Reputation: 32497
I tried using Cuda in Pytorch in my set up but it can't be detected and I am puzzled as to why.
torch.cuda.is_available()
return False
. Digging deeper,
torch._C._cuda_getDeviceCount()
returns 0. Using version 1.5, e.g.
$ pip freeze | grep torch
torch==1.5.0
I tried to write a small C program to do the same, e.g.
#include <stdio.h>
#include <cuda_runtime_api.h>
int main() {
int count = 0;
cudaGetDeviceCount(&count);
printf("Device count: %d\n", count);
return 0;
}
prints 1, so the Cuda runtime can obviously find a device. Also, running nvidia-smi
:
+-----------------------------------------------------------------------------+
| NVIDIA-SMI 435.21 Driver Version: 435.21 CUDA Version: 10.1 |
|-------------------------------+----------------------+----------------------+
| GPU Name Persistence-M| Bus-Id Disp.A | Volatile Uncorr.

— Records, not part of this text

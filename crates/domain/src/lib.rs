//! # CvForge Domain
//!
//! Domain types shared by every CvForge crate.
//!
//! This crate contains:
//! - The cross-crate error type and `Result` alias
//! - Configuration structures (API, resilience, session, jobs, logging)
//! - Credential and job-session data types
//! - Domain constants
//!
//! ## Architecture
//! - No dependencies on other CvForge crates
//! - No I/O; pure data and invariants

pub mod config;
pub mod constants;
pub mod errors;
pub mod types;

// Re-export commonly used items
pub use config::*;
pub use errors::*;
pub use types::*;
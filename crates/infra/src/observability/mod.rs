//! Observability infrastructure
//!
//! Structured logging through `tracing`. Every crate logs with `tracing`
//! macros; this module only installs the process-wide subscriber.

pub mod logging;

pub use logging::{build_filter_directives, init_tracing};
//! Resilient request executor
//!
//! Wraps one logical HTTP call with the shared resilience policy:
//! 1. fail fast while the endpoint's circuit is open
//! 2. serve cacheable reads from the response cache
//! 3. attempt the call, retrying transient failures on the backoff schedule
//! 4. record exactly one success or failure per logical call
//!
//! Attempts within one call are strictly sequential. Cancellation is checked
//! before every attempt and raced against both the in-flight attempt and the
//! backoff sleep. A cancelled call records no circuit failure.

use std::future::Future;
use std::time::Duration;

use cvforge_common::{BackoffSchedule, CacheKey, ResilienceRegistry};
use cvforge_domain::{Config, CvForgeError};
use reqwest::{Method, RequestBuilder};
use serde_json::Value;
use tracing::{debug, info, instrument, warn};

use super::client::{HttpClient, HttpClientBuilder};
use super::options::{ApiResponse, RequestOptions};
use super::upload::{FileUpload, UploadProgress};
use crate::api::errors::{ApiError, EnhancedError};

/// Defaults applied when a call's options leave a field unset
#[derive(Debug, Clone, PartialEq, Eq)]
pub struct ExecutorPolicy {
    pub max_retries: u32,
    pub backoff: BackoffSchedule,
    pub upload_timeout: Duration,
}

impl Default for ExecutorPolicy {
    fn default() -> Self {
        Self {
            max_retries: 3,
            backoff: BackoffSchedule::default(),
            upload_timeout: Duration::from_secs(120),
        }
    }
}

impl ExecutorPolicy {
    pub fn from_config(config: &Config) -> Self {
        Self {
            max_retries: config.resilience.max_retries,
            backoff: BackoffSchedule::new(config.resilience.backoff_schedule()),
            upload_timeout: config.api.upload_timeout(),
        }
    }
}

/// Executes logical calls against the shared circuit and cache state
#[derive(Clone, Debug)]
pub struct RequestExecutor {
    http: HttpClient,
    registry: ResilienceRegistry,
    policy: ExecutorPolicy,
}

impl RequestExecutor {
    pub fn new(http: HttpClient, registry: ResilienceRegistry, policy: ExecutorPolicy) -> Self {
        Self { http, registry, policy }
    }

    /// Build an executor from configuration.
    ///
    /// `cookie_store` is enabled for the auth-exempt client only.
    pub fn from_config(
        config: &Config,
        registry: ResilienceRegistry,
        cookie_store: bool,
    ) -> Result<Self, CvForgeError> {
        let http = HttpClientBuilder::from_config(&config.api).cookie_store(cookie_store).build()?;
        Ok(Self::new(http, registry, ExecutorPolicy::from_config(config)))
    }

    pub fn registry(&self) -> &ResilienceRegistry {
        &self.registry
    }

    pub fn policy(&self) -> &ExecutorPolicy {
        &self.policy
    }

    /// Execute one logical call with an optional JSON body.
    ///
    /// Only `GET` calls are cached, and only while `options.cache` is set.
    ///
    /// # Errors
    /// Every failure is returned as an [`EnhancedError`]; see the module docs
    /// for the retry and circuit rules.
    #[instrument(skip_all, fields(method = %method, url = %url))]
    pub async fn execute(
        &self,
        method: Method,
        url: &str,
        body: Option<&Value>,
        options: &RequestOptions,
    ) -> Result<ApiResponse, EnhancedError> {
        let payload = body
            .map(serde_json::to_vec)
            .transpose()
            .map_err(|err| self.enhance(ApiError::Decode(err.to_string()), &method, url, 0))?;

        let cache_key = (method == Method::GET && options.cache)
            .then(|| CacheKey::new(method.as_str(), url, payload.as_deref()));

        let http = &self.http;
        let request_method = &method;
        let payload = payload.as_ref();
        self.run(method.clone(), url, cache_key, options, options.timeout, move |_| async move {
            let mut builder = http.request(request_method.clone(), url);
            if let Some(bytes) = payload {
                builder = builder
                    .header(reqwest::header::CONTENT_TYPE, "application/json")
                    .body(bytes.clone());
            }
            Ok::<_, ApiError>(builder)
        })
        .await
    }

    /// Upload a file as multipart field `file` plus `extra_fields`.
    ///
    /// Follows the same circuit and retry rules as [`execute`](Self::execute)
    /// but is never cached. The body is rebuilt for every attempt; `progress`
    /// is shared across attempts so reported percentages never decrease, and
    /// 100 is reported only after a successful response.
    #[instrument(skip_all, fields(url = %url, file = %upload.file_name, bytes = upload.len()))]
    pub async fn upload_file(
        &self,
        url: &str,
        upload: &FileUpload,
        extra_fields: &[(String, String)],
        progress: Option<&UploadProgress>,
        options: &RequestOptions,
    ) -> Result<ApiResponse, EnhancedError> {
        let http = &self.http;
        let timeout = options.timeout.or(Some(self.policy.upload_timeout));
        let response = self
            .run(Method::POST, url, None, options, timeout, move |_| async move {
                let form = upload.form(extra_fields, progress)?;
                Ok::<_, ApiError>(http.request(Method::POST, url).multipart(form))
            })
            .await?;

        if let Some(progress) = progress {
            progress.complete();
        }
        Ok(response)
    }

    async fn run<F, Fut>(
        &self,
        method: Method,
        url: &str,
        cache_key: Option<CacheKey>,
        options: &RequestOptions,
        timeout: Option<Duration>,
        mut build: F,
    ) -> Result<ApiResponse, EnhancedError>
    where
        F: FnMut(u32) -> Fut,
        Fut: Future<Output = Result<RequestBuilder, ApiError>>,
    {
        if let Some(retry_after) = self.registry.circuits().remaining_cooldown(url) {
            warn!(%method, url, ?retry_after, "Circuit open, failing fast");
            return Err(self.enhance(ApiError::CircuitOpen { retry_after }, &method, url, 0));
        }

        if let Some(key) = &cache_key {
            if let Some(body) = self.registry.get(key) {
                debug!(%method, url, "Serving response from cache");
                return Ok(ApiResponse::cached(body));
            }
        }

        let max_retries = options.max_retries.unwrap_or(self.policy.max_retries);
        let mut attempt = 0_u32;

        loop {
            if options.is_cancelled() {
                return Err(self.enhance(ApiError::Cancelled, &method, url, attempt));
            }
            attempt += 1;

            let outcome = match build(attempt).await {
                Ok(builder) => {
                    let builder = options
                        .headers
                        .iter()
                        .fold(builder, |builder, (name, value)| builder.header(name, value));
                    self.cancellable(options, self.attempt(builder, timeout)).await
                }
                Err(err) => Err(err),
            };

            match outcome {
                Ok(response) => {
                    self.registry.record_success(url);
                    if let Some(key) = cache_key {
                        self.registry.put(key, response.body.clone(), options.cache_ttl);
                    }
                    if attempt > 1 {
                        info!(%method, url, attempt, "Request succeeded after retry");
                    }
                    return Ok(response);
                }
                Err(ApiError::Cancelled) => {
                    info!(%method, url, attempt, "Request cancelled");
                    return Err(self.enhance(ApiError::Cancelled, &method, url, attempt));
                }
                Err(err) if err.should_retry() && attempt <= max_retries => {
                    let delay = self.policy.backoff.delay_for_retry(attempt);
                    warn!(%method, url, attempt, error = %err, delay_ms = u64::try_from(delay.as_millis()).unwrap_or(u64::MAX), "Transient failure, retrying");
                    if self.cancellable(options, sleep_ok(delay)).await.is_err() {
                        return Err(self.enhance(ApiError::Cancelled, &method, url, attempt));
                    }
                }
                Err(err) => {
                    self.registry.record_failure(url);
                    warn!(%method, url, attempt, error = %err, "Request failed");
                    return Err(self.enhance(err, &method, url, attempt));
                }
            }
        }
    }

    async fn attempt(
        &self,
        builder: RequestBuilder,
        timeout: Option<Duration>,
    ) -> Result<ApiResponse, ApiError> {
        let response = self.http.send(builder, timeout).await?;
        let status = response.status();

        if !status.is_success() {
            let body = response.text().await.unwrap_or_default();
            return Err(ApiError::from_status(status.as_u16(), error_detail(&body)));
        }

        let bytes = response.bytes().await.map_err(|err| ApiError::Network(err.to_string()))?;
        let body = if bytes.is_empty() {
            Value::Null
        } else {
            serde_json::from_slice(&bytes).map_err(|err| ApiError::Decode(err.to_string()))?
        };

        Ok(ApiResponse { status: status.as_u16(), body, from_cache: false })
    }

    async fn cancellable<T>(
        &self,
        options: &RequestOptions,
        work: impl Future<Output = Result<T, ApiError>>,
    ) -> Result<T, ApiError> {
        match &options.cancel {
            Some(token) => tokio::select! {
                () = token.cancelled() => Err(ApiError::Cancelled),
                result = work => result,
            },
            None => work.await,
        }
    }

    fn enhance(&self, err: ApiError, method: &Method, url: &str, attempts: u32) -> EnhancedError {
        EnhancedError::new(err, method.as_str(), url, attempts)
    }
}

async fn sleep_ok(delay: Duration) -> Result<(), ApiError> {
    if !delay.is_zero() {
        tokio::time::sleep(delay).await;
    }
    Ok(())
}

// Prefer the backend's `detail`/`message` field over the raw body.
fn error_detail(body: &str) -> String {
    serde_json::from_str::<Value>(body)
        .ok()
        .and_then(|value| {
            ["detail", "message", "error"]
                .iter()
                .find_map(|field| value.get(field).and_then(Value::as_str).map(str::to_string))
        })
        .unwrap_or_else(|| body.chars().take(512).collect())
}

#[cfg(test)]
mod tests {
    use super::*;

    #[test]
    fn error_detail_prefers_structured_fields() {
        assert_eq!(error_detail(r#"{"detail":"Token is invalid"}"#), "Token is invalid");
        assert_eq!(error_detail(r#"{"message":"bad"}"#), "bad");
        assert_eq!(error_detail("upstream exploded"), "upstream exploded");
        assert_eq!(error_detail(""), "");
    }

    #[test]
    fn policy_follows_config() {
        let mut config = Config::default();
        config.resilience.max_retries = 1;
        config.resilience.backoff_ms = vec![5];
        let policy = ExecutorPolicy::from_config(&config);
        assert_eq!(policy.max_retries, 1);
        assert_eq!(policy.backoff.delay_for_retry(3), Duration::from_millis(5));
        assert_eq!(policy.upload_timeout, Duration::from_secs(120));
    }
}
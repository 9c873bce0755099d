//! # CvForge Infrastructure
//!
//! Infrastructure implementations of core ports and the resilient API
//! access layer.
//!
//! This crate contains:
//! - The reqwest transport and the resilient request executor
//! - Session management with single-flight token refresh
//! - The authenticated API client and CV service
//! - Token storage adapters
//! - Configuration loading and logging setup
//!
//! ## Architecture
//! - Implements traits defined in `cvforge-core`
//! - Depends on `cvforge-common`, `cvforge-domain` and `cvforge-core`
//! - Contains all "impure" code (network and filesystem I/O)

pub mod api;
pub mod config;
pub mod errors;
pub mod http;
pub mod observability;
pub mod storage;

// Re-export commonly used items
pub use api::{
    default_rewrite_stages, ApiClient, ApiError, ApiErrorCategory, AuthClient, CvService,
    EnhancedError, SessionManager,
};
pub use errors::InfraError;
pub use http::{
    ApiResponse, ExecutorPolicy, FileUpload, HttpClient, HttpClientBuilder, RequestExecutor,
    RequestOptions, UploadProgress,
};
pub use storage::{FileTokenStore, MemoryTokenStore};
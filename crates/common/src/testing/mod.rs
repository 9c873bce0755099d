//! Testing utilities and helpers
//!
//! - [`tokens`]: unsigned JWTs with a chosen expiry, for exercising session
//!   logic without a real identity provider
//! - [`MockClock`]: re-exported so tests need a single import path

pub mod tokens;

pub use tokens::{expired_jwt, unsigned_jwt, valid_jwt};

pub use crate::time::{Clock, MockClock, SystemClock};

ECC |
| Fan Temp Perf Pwr:Usage/Cap| Memory-Usage | GPU-Util Compute M. |
|===============================+======================+======================|
| 0 GeForce GTX 106... Off | 00000000:02:00.0 On | N/A |
| 0% 41C P8 9W / 200W | 219MiB / 6075MiB | 0% Default |
+-------------------------------+----------------------+----------------------+
So where did my Cuda device disappear in Python?
Upvotes: 7
Views: 9007
Reputation: 32497
I now just realized that there is a different version if Pytorch for every different minor version of CUDA, so in my case version torch==1.5.0
defaults to CUDA 10.2 apparently, while the special package torch==1.5.0+cu101
works.
I hope this clears things up for other people who like me start reading the docs on PyPi (more up to date docs if you know where to look are here: https://pytorch.org/get-started/locally/)
Upvotes: 6